If every man and woman on the planet were tortured to death, she was beginning to feel, it would not be a sufficient penance.
In 1997, in the far east of Russia, a hunter called Vladimir Markov had been killed outside his cabin by a Siberian tiger. Nobody knew for certain what had happened, but it was believed that Markov might have shot and wounded the tiger after the tiger came to feed on the carcass of a boar Markov had downed. The tiger escaped, and sometime later it found its way to Markov’s cabin. Markov was out, so the tiger chewed up everything it could find with Markov’s scent on it: his latrine, his beehives, even his saucepan and axe. When Markov finally returned home, the tiger ripped him to shreds. It was not so fanciful to suggest that the tiger was taking premeditated revenge on Markov; certainly the locals, who understood these animals better than anyone, believed as much.

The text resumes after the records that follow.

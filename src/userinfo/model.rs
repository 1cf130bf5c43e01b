use chrono::{DateTime, Utc};
use serde::{Deserialize, Serialize};
use std::fmt;
use std::str::FromStr;

/// Stable handle for a stored record.
///
/// Handed out by the store from a monotonically increasing counter and never
/// reused, so a handle taken before a delete can't silently point at a
/// different record afterwards.
#[derive(Debug, Clone, Copy, PartialEq, Eq, PartialOrd, Ord, Hash, Serialize, Deserialize)]
#[serde(transparent)]
pub struct RecordId(u64);

impl RecordId {
    pub fn new(raw: u64) -> Self {
        Self(raw)
    }
}

impl fmt::Display for RecordId {
    fn fmt(&self, f: &mut fmt::Formatter<'_>) -> fmt::Result {
        write!(f, "#{}", self.0)
    }
}

/// One of the four record fields, in form and table order.
#[derive(Debug, Clone, Copy, PartialEq, Eq, PartialOrd, Ord, Hash, Serialize, Deserialize)]
#[serde(rename_all = "lowercase")]
pub enum Field {
    Name,
    Age,
    Email,
    Phone,
}

impl Field {
    pub const ALL: [Field; 4] = [Field::Name, Field::Age, Field::Email, Field::Phone];

    pub fn as_str(self) -> &'static str {
        match self {
            Field::Name => "name",
            Field::Age => "age",
            Field::Email => "email",
            Field::Phone => "phone",
        }
    }

    /// Column header and form label.
    pub fn label(self) -> &'static str {
        match self {
            Field::Name => "Name",
            Field::Age => "Age",
            Field::Email => "Email",
            Field::Phone => "Phone",
        }
    }
}

impl fmt::Display for Field {
    fn fmt(&self, f: &mut fmt::Formatter<'_>) -> fmt::Result {
        f.write_str(self.as_str())
    }
}

impl FromStr for Field {
    type Err = String;

    fn from_str(s: &str) -> Result<Self, Self::Err> {
        match s.trim().to_lowercase().as_str() {
            "name" => Ok(Field::Name),
            "age" => Ok(Field::Age),
            "email" => Ok(Field::Email),
            "phone" => Ok(Field::Phone),
            other => Err(format!(
                "unknown field '{}' (expected name, age, email or phone)",
                other
            )),
        }
    }
}

/// A user entry exactly as typed into the form.
///
/// Every field is text so a half-filled or invalid draft can live in the form;
/// only records that pass [`crate::validation::validate`] reach the store.
#[derive(Debug, Clone, Default, PartialEq, Eq, Serialize, Deserialize)]
pub struct Record {
    pub name: String,
    pub age: String,
    pub email: String,
    pub phone: String,
}

impl Record {
    pub fn new(
        name: impl Into<String>,
        age: impl Into<String>,
        email: impl Into<String>,
        phone: impl Into<String>,
    ) -> Self {
        Self {
            name: name.into(),
            age: age.into(),
            email: email.into(),
            phone: phone.into(),
        }
    }

    pub fn get(&self, field: Field) -> &str {
        match field {
            Field::Name => &self.name,
            Field::Age => &self.age,
            Field::Email => &self.email,
            Field::Phone => &self.phone,
        }
    }

    pub fn set(&mut self, field: Field, value: impl Into<String>) {
        let value = value.into();
        match field {
            Field::Name => self.name = value,
            Field::Age => self.age = value,
            Field::Email => self.email = value,
            Field::Phone => self.phone = value,
        }
    }

    /// Field/value pairs in table order.
    pub fn values(&self) -> [(Field, &str); 4] {
        Field::ALL.map(|field| (field, self.get(field)))
    }
}

/// A stored record together with its identity and timestamps.
#[derive(Debug, Clone, PartialEq, Eq, Serialize, Deserialize)]
pub struct Entry {
    pub id: RecordId,
    pub created_at: DateTime<Utc>,
    pub updated_at: DateTime<Utc>,
    pub record: Record,
}

impl Entry {
    pub fn new(id: RecordId, record: Record) -> Self {
        let now = Utc::now();
        Self {
            id,
            created_at: now,
            updated_at: now,
            record,
        }
    }
}

#[cfg(test)]
mod tests {
    use super::*;

    #[test]
    fn field_parses_case_insensitively() {
        assert_eq!("Name".parse::<Field>(), Ok(Field::Name));
        assert_eq!(" EMAIL ".parse::<Field>(), Ok(Field::Email));
        assert!("address".parse::<Field>().is_err());
    }

    #[test]
    fn record_get_and_set_cover_every_field() {
        let mut record = Record::default();
        for (i, field) in Field::ALL.iter().enumerate() {
            record.set(*field, format!("v{}", i));
        }
        assert_eq!(record, Record::new("v0", "v1", "v2", "v3"));
        assert_eq!(record.get(Field::Phone), "v3");
    }

    #[test]
    fn values_follow_table_order() {
        let record = Record::new("Ann", "30", "a@b.com", "123");
        let fields: Vec<Field> = record.values().iter().map(|(f, _)| *f).collect();
        assert_eq!(fields, Field::ALL.to_vec());
    }

    #[test]
    fn record_id_display() {
        assert_eq!(RecordId::new(7).to_string(), "#7");
    }
}
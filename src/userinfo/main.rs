//! Terminal client for userinfo. See the library docs for the architecture and
//! [`cli`] for the intent grammar.

mod cli;

fn main() {
    if let Err(e) = cli::run() {
        eprintln!("Error: {}", e);
        std::process::exit(1);
    }
}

But of course the tiger didn’t know that its species had been winnowed by poaching and deforestation from a population of seventy-five thousand at the beginning of the twentieth century to a remnant of just a few hundred. Its vengeance was short-term and personal, but it could have had a much grander scope, if only the tiger had realized the perfectly good reasons it had to loathe Homo sapiens on behalf of its own diminished race. This idea came to obsess Resaint. She tasted in it the possibility of a burden lifted, a debt redeemed. It wasn’t really that she wanted it; rather, it felt like the only permissible outcome. Humans deserved a terrible punishment for their crime; but this punishment ought to be enacted by that crime’s victims; and that enaction could be meaningful only if those victims recognized it for what it was. She knew it was a bit sloppy to talk about victims at all, when the whole premise of her conversion had been that there did not need to be an injured party for an extinction to be wrong. The last thing she wanted was to become one of those people who worshipped Chiu Chiu like a martyred saint. But if the Black Hole was to have any terrestrial champion, it had to be the animals themselves.
For humans to begin paying in blood even an infinitesimal fraction of their debt, you would need to find a species that had been driven by humans to the brink of extinction, that actually understood as much, and that wanted to take revenge.